Notwithstanding the foregoing, in the event that the Executive’s employment is terminated by the Company without Cause or terminated by the Executive for Good Reason at any time during the 6 month period following the consummation of a Change in Control (as defined below), the Executive will be entitled to receive (i) 12 months Base Salary and (ii) an additional amount, determined by the Board of Directors in its sole discretion, equal to the bonus he would reasonably be expected to have earned during the fiscal year in which his employment is terminated.

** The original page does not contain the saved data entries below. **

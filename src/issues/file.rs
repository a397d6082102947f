//! File-backed issue and merge-slot store.
//!
//! Keeps a whole rig's records in one JSON document, rewritten atomically
//! after every mutation. Every call goes back to disk under an advisory lock
//! on a `<path>.lock` sidecar, so agents filing MRs and the refinery worker
//! can share one document. This is enough to run the refinery against a plain
//! directory and is what the scenario tests use; larger deployments plug a
//! real tracker in behind [`IssueStore`] and [`SlotStore`].

use std::collections::BTreeMap;
use std::fs::File;
use std::path::{Path, PathBuf};

use chrono::{SecondsFormat, Utc};
use fs2::FileExt;
use serde::{Deserialize, Serialize};

use super::{Issue, IssueError, IssueQuery, IssueStatus, IssueStore, IssueUpdate, NewIssue};
use crate::persistence::{PersistError, read_json, write_json_atomic};
use crate::slot::{SlotError, SlotStatus, SlotStore};
use crate::types::IssueId;

/// On-disk document.
#[derive(Debug, Clone, Default, Serialize, Deserialize)]
struct StoreDoc {
    next_id: u64,
    #[serde(default)]
    issues: BTreeMap<IssueId, Issue>,
    #[serde(default, skip_serializing_if = "Option::is_none")]
    merge_slot: Option<SlotRecord>,
}

#[derive(Debug, Clone, Serialize, Deserialize)]
struct SlotRecord {
    id: String,
    #[serde(default, skip_serializing_if = "Option::is_none")]
    holder: Option<String>,
    #[serde(default, skip_serializing_if = "Vec::is_empty")]
    waiters: Vec<String>,
}

fn now_rfc3339() -> String {
    Utc::now().to_rfc3339_opts(SecondsFormat::Secs, true)
}

/// A JSON-file issue store that also hosts the rig's merge slot.
#[derive(Debug)]
pub struct FileStore {
    path: PathBuf,
    lock_path: PathBuf,
    prefix: String,
}

impl FileStore {
    /// Opens (or lazily creates) the store at `path`.
    ///
    /// New record IDs are `<prefix>-<n>`. An existing document is parsed once
    /// here so a corrupt file fails at startup rather than on first use.
    pub fn open(path: impl Into<PathBuf>, prefix: impl Into<String>) -> Result<Self, PersistError> {
        let path = path.into();
        let lock_path = path.with_extension("json.lock");
        let store = FileStore {
            path,
            lock_path,
            prefix: prefix.into(),
        };
        store.load()?;
        Ok(store)
    }

    pub fn path(&self) -> &Path {
        &self.path
    }

    /// Inserts or replaces a record verbatim.
    ///
    /// Used to seed stores from fixtures and by tooling that imports records.
    pub fn put(&self, issue: Issue) -> Result<(), PersistError> {
        self.mutate(|doc| {
            doc.issues.insert(issue.id.clone(), issue);
            Ok::<_, PersistError>(())
        })
    }

    /// Opens the sidecar lock file and locks it. The lock is dropped with the
    /// returned handle.
    fn lock_file(&self, exclusive: bool) -> Result<File, PersistError> {
        if let Some(parent) = self.lock_path.parent() {
            std::fs::create_dir_all(parent)?;
        }
        let file = File::options()
            .read(true)
            .write(true)
            .create(true)
            .truncate(false)
            .open(&self.lock_path)?;
        if exclusive {
            file.lock_exclusive()?;
        } else {
            file.lock_shared()?;
        }
        Ok(file)
    }

    /// Reads the current document under a shared lock.
    fn load(&self) -> Result<StoreDoc, PersistError> {
        let _lock = self.lock_file(false)?;
        Ok(read_json(&self.path)?.unwrap_or_default())
    }

    /// Re-reads the document under an exclusive lock, applies `f` and
    /// persists the result.
    ///
    /// Nothing is written when `f` fails.
    fn mutate<T, E>(&self, f: impl FnOnce(&mut StoreDoc) -> Result<T, E>) -> Result<T, E>
    where
        E: From<PersistError>,
    {
        let _lock = self.lock_file(true)?;
        let mut doc: StoreDoc = read_json(&self.path)?.unwrap_or_default();
        let out = f(&mut doc)?;
        write_json_atomic(&self.path, &doc)?;
        Ok(out)
    }

    fn slot_id(&self) -> String {
        format!("{}-merge-slot", self.prefix)
    }
}

fn issue_mut<'a>(doc: &'a mut StoreDoc, id: &IssueId) -> Result<&'a mut Issue, IssueError> {
    doc.issues
        .get_mut(id)
        .ok_or_else(|| IssueError::NotFound(id.clone()))
}

impl IssueStore for FileStore {
    fn list(&self, query: &IssueQuery) -> super::Result<Vec<Issue>> {
        Ok(self
            .load()?
            .issues
            .into_values()
            .filter(|issue| query.matches(issue))
            .collect())
    }

    fn show(&self, id: &IssueId) -> super::Result<Issue> {
        self.load()?
            .issues
            .remove(id)
            .ok_or_else(|| IssueError::NotFound(id.clone()))
    }

    fn update(&self, id: &IssueId, update: &IssueUpdate) -> super::Result<()> {
        self.mutate(|doc| {
            let issue = issue_mut(doc, id)?;
            if let Some(assignee) = &update.assignee {
                issue.assignee = assignee.clone().filter(|a| !a.is_empty());
            }
            if let Some(description) = &update.description {
                issue.description = description.clone();
            }
            for label in &update.add_labels {
                if !issue.has_label(label) {
                    issue.labels.push(label.clone());
                }
            }
            issue.labels.retain(|l| !update.remove_labels.contains(l));
            if let Some(active_mr) = &update.active_mr {
                issue.active_mr = active_mr.clone();
            }
            issue.updated_at = Some(now_rfc3339());
            Ok(())
        })
    }

    fn close(&self, id: &IssueId, reason: &str) -> super::Result<()> {
        self.mutate(|doc| {
            let issue = issue_mut(doc, id)?;
            issue.status = IssueStatus::Closed;
            issue.close_reason = Some(reason.to_string());
            issue.updated_at = Some(now_rfc3339());
            Ok(())
        })
    }

    fn add_dependency(&self, issue: &IssueId, depends_on: &IssueId) -> super::Result<()> {
        self.mutate(|doc| {
            if !doc.issues.contains_key(depends_on) {
                return Err(IssueError::NotFound(depends_on.clone()));
            }
            let record = issue_mut(doc, issue)?;
            if !record.blocked_by.contains(depends_on) {
                record.blocked_by.push(depends_on.clone());
                record.updated_at = Some(now_rfc3339());
            }
            Ok(())
        })
    }

    fn create(&self, new: &NewIssue) -> super::Result<Issue> {
        self.mutate(|doc| {
            doc.next_id += 1;
            let now = now_rfc3339();
            let issue = Issue {
                id: IssueId(format!("{}-{}", self.prefix, doc.next_id)),
                title: new.title.clone(),
                description: new.description.clone(),
                status: IssueStatus::Open,
                issue_type: new.issue_type.clone(),
                priority: new.priority,
                labels: Vec::new(),
                assignee: None,
                created_at: Some(now.clone()),
                updated_at: Some(now),
                blocked_by: Vec::new(),
                close_reason: None,
                created_by: Some(new.actor.clone()),
                active_mr: None,
            };
            doc.issues.insert(issue.id.clone(), issue.clone());
            Ok(issue)
        })
    }
}

impl SlotStore for FileStore {
    fn ensure_exists(&self) -> crate::slot::Result<String> {
        let id = self.slot_id();
        if self.load()?.merge_slot.is_some() {
            return Ok(id);
        }
        self.mutate(|doc| {
            doc.merge_slot.get_or_insert_with(|| SlotRecord {
                id: id.clone(),
                holder: None,
                waiters: Vec::new(),
            });
            Ok::<_, SlotError>(())
        })?;
        Ok(id)
    }

    fn acquire(&self, holder: &str, add_waiter: bool) -> crate::slot::Result<Option<SlotStatus>> {
        self.mutate(|doc| {
            let slot = doc
                .merge_slot
                .as_mut()
                .ok_or_else(|| SlotError::Store("merge slot does not exist".to_string()))?;
            match slot.holder.as_deref() {
                None => {
                    slot.holder = Some(holder.to_string());
                    slot.waiters.retain(|w| w != holder);
                }
                Some(current) if current == holder => {}
                Some(_) => {
                    if add_waiter && !slot.waiters.iter().any(|w| w == holder) {
                        slot.waiters.push(holder.to_string());
                    }
                }
            }
            Ok(Some(SlotStatus {
                id: slot.id.clone(),
                available: false,
                holder: slot.holder.clone(),
                waiters: slot.waiters.clone(),
            }))
        })
    }

    fn release(&self, holder: &str) -> crate::slot::Result<()> {
        self.mutate(|doc| {
            let slot = doc
                .merge_slot
                .as_mut()
                .ok_or_else(|| SlotError::Store("merge slot does not exist".to_string()))?;
            if slot.holder.as_deref() != Some(holder) {
                return Err(SlotError::NotHeld {
                    holder: holder.to_string(),
                    current: slot.holder.clone(),
                });
            }
            slot.holder = None;
            Ok(())
        })
    }
}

The Executive shall be entitled to this benefit only if he executes and does not revoke a Company-drafted waiver and release within a prescribed time period following termination of employment.

The severance benefit described above shall generally be paid in equal installments over 12 months, beginning after the date the waiver and release becomes irrevocable. However, to the extent that the Executive’s severance payment exceeds two times the lesser of (i) the Executive’s annual compensation or (ii) the IRS compensation limit for the year of termination, any amounts not yet paid as of the “short-term deferral date” shall be paid in a lump sum on the “short-term deferral date.” The “short-term deferral date” is the date that is two and one-half months after the end of the later of (i) the calendar year in which the Executive’s employment is terminated or (ii) the Company’s fiscal year in which the Executive’s employment is terminated.

In addition, in the event that the Executive’s employment is terminated by the Company without Cause or terminated by the Executive for Good Reason at any time during the 6 month period following the consummation of a Change in Control the Executive’s unvested options will be considered vested and exercisable and remain in force for the duration of the original term.

Change in Control” means any of the following events:

Any “Person” (within the meaning of Section 13(d)(3) or 14(d)(2) of the Securities Exchange Act of 1934, as amended (the “Exchange Act”)), other than JLL Partners or its affiliates, becomes a Beneficial Owner (within the meaning of Exchange Act Rule 13d-3) of more than fifty percent (50%) of the voting power of the then outstanding voting securities of the Company entitled to vote generally in the election of directors:

There is consummated a merger or consolidation of the Company or any direct or indirect subsidiary of the Company with any other Company, other than a merger or


consolidation that would result in the voting securities of the Company outstanding immediately prior to such merger or consolidation continuing to represent (either by remaining outstanding or by being converted into voting securities of the surviving entity or any parent thereof) at least fifty percent (50%) of the combined voting power of the securities of the Company or such surviving entity or any parent thereof outstanding immediately after such merger or consolidation; or

The stockholders or the Company approve a plan of complete liquidation or dissolution of the Company or there is consummated an agreement for the sale or disposition by the Company of all or substantially all of the Company’s assets.

 

14. Other

Confidentiality, one year non-solicit/no-hire and one year non-competition covenants.

The Executive to represent that he is under no employment contract, non-competition or other covenants or restrictions that could limit his ability to commerce work on the Effective Date or otherwise limits his ability to perform all responsibilities of the position.

 

15. Governing Law

North Carolina

 

16. Section 409A Compliance

The compensation and benefits described in this summary are designed to be exempt from, or to comply with, Section 409A of the Internal Revenue Code (“Section 409A”). The terms of employment described in this summary will be reflected in an employment agreement, which shall include all necessary provisions to ensure exemption from or compliance with Section 409A. The Executive shall have the opportunity to have the agreement reviewed by counsel prior to signature. In order to comply with Section 409A, the agreement must be finalized by the end of the calendar year that includes the Effective Date.